A long time ago I wrote an article about friendship with God being the answer to our loneliness. It was a beautiful piece about all the practical ways God fills all aches of our hearts (ie. not just a cliche). However, the perspective was more from a place of “here’s how God can fill you when you are lonely”. I never realized exactly how actually critical loneliness is as such. We see it as a cross, a pain, a sorrow that no one should ever have to bear. We want to comfort the lonely and fill their ache. While I’m obviously not saying its bad to console people, what if the God of provision has a purpose for our pain? What if the role of loneliness is precisely the key to the heart of everything!
The Importance of Loneliness in our Relationship with God
In the last article on this topic, we explored how everyone experiences loneliness at times, which is obviously true, but I have come to believe that it is even more than that. Loneliness is the key, the bullseye, the core of it all.
Loneliness is the very center of the heart of man.

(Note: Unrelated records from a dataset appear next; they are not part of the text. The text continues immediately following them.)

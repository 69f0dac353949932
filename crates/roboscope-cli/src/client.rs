//! Blocking HTTP client for the telemetry query service.
//!
//! One thin wrapper per endpoint; responses deserialize straight into the
//! core wire types. Errors keep the upstream `detail` message when the
//! service sends one.

use std::fmt;
use std::time::Duration;

use serde::Deserialize;
use serde::de::DeserializeOwned;

use roboscope_core::protocol::{
    Message, SeekRequest, Session, SessionListResponse, TopicSummary,
};

#[derive(Debug)]
pub enum ClientError {
    /// Transport-level failure: connection refused, timeout, bad URL.
    Http(reqwest::Error),
    /// The service answered with a non-success status.
    Api { status: u16, detail: String },
}

impl fmt::Display for ClientError {
    fn fmt(&self, f: &mut fmt::Formatter<'_>) -> fmt::Result {
        match self {
            Self::Http(e) => write!(f, "{e}"),
            Self::Api { status, detail } => write!(f, "server returned {status}: {detail}"),
        }
    }
}

impl std::error::Error for ClientError {}

impl From<reqwest::Error> for ClientError {
    fn from(e: reqwest::Error) -> Self {
        Self::Http(e)
    }
}

/// Error body in the upstream service's shape.
#[derive(Deserialize)]
struct ErrorDetail {
    detail: String,
}

pub struct Client {
    base: String,
    http: reqwest::blocking::Client,
}

impl Client {
    pub fn new(server: &str) -> Self {
        Self {
            base: server.trim_end_matches('/').to_string(),
            http: reqwest::blocking::Client::builder()
                .timeout(Duration::from_secs(30))
                .build()
                .unwrap_or_default(),
        }
    }

    pub fn base(&self) -> &str {
        &self.base
    }

    fn check<T: DeserializeOwned>(
        &self,
        response: reqwest::blocking::Response,
    ) -> Result<T, ClientError> {
        let status = response.status();
        if !status.is_success() {
            let detail = response
                .json::<ErrorDetail>()
                .map(|e| e.detail)
                .unwrap_or_else(|_| status.to_string());
            return Err(ClientError::Api {
                status: status.as_u16(),
                detail,
            });
        }
        Ok(response.json::<T>()?)
    }

    fn get_json<T: DeserializeOwned>(&self, path: &str) -> Result<T, ClientError> {
        log::debug!("GET {}{path}", self.base);
        let response = self.http.get(format!("{}{path}", self.base)).send()?;
        self.check(response)
    }

    pub fn list_sessions(&self, source: Option<&str>) -> Result<SessionListResponse, ClientError> {
        let path = match source {
            Some(s) => format!("/sessions?source={s}"),
            None => "/sessions".to_string(),
        };
        self.get_json(&path)
    }

    pub fn get_session(&self, session_id: &str) -> Result<Session, ClientError> {
        self.get_json(&format!("/sessions/{session_id}"))
    }

    pub fn topics(&self, session_id: &str) -> Result<Vec<TopicSummary>, ClientError> {
        self.get_json(&format!("/sessions/{session_id}/topics"))
    }

    pub fn seek(&self, session_id: &str, req: &SeekRequest) -> Result<Vec<Message>, ClientError> {
        log::debug!(
            "POST {}/sessions/{session_id}/seek [{:.2}, {:.2}]",
            self.base,
            req.start_time,
            req.end_time
        );
        let response = self
            .http
            .post(format!("{}/sessions/{session_id}/seek", self.base))
            .json(req)
            .send()?;
        self.check(response)
    }

    /// Full session archive as raw JSON text, ready to write to disk.
    pub fn export_raw(&self, session_id: &str) -> Result<String, ClientError> {
        let response = self
            .http
            .get(format!("{}/sessions/{session_id}/export", self.base))
            .send()?;
        let status = response.status();
        if !status.is_success() {
            let detail = response
                .json::<ErrorDetail>()
                .map(|e| e.detail)
                .unwrap_or_else(|_| status.to_string());
            return Err(ClientError::Api {
                status: status.as_u16(),
                detail,
            });
        }
        Ok(response.text()?)
    }
}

It is the heart of our soul, if you will. This is why we seek attention, and why we want to “be unique”. It’s why we desire so deeply to be seen, known, and loved, and why we feel the need to “matter”. It’s why we hurt when we are shunned, and why the greatest earthly happiness is in union, friendship, and relationship with others. It is why other people are the source of our greatest human joys, and also our deepest pains. Our desire for them to validate our lovability leaves us vulnerable. It is why euphoric earthly love “fills us”, at least until the feeling is gone.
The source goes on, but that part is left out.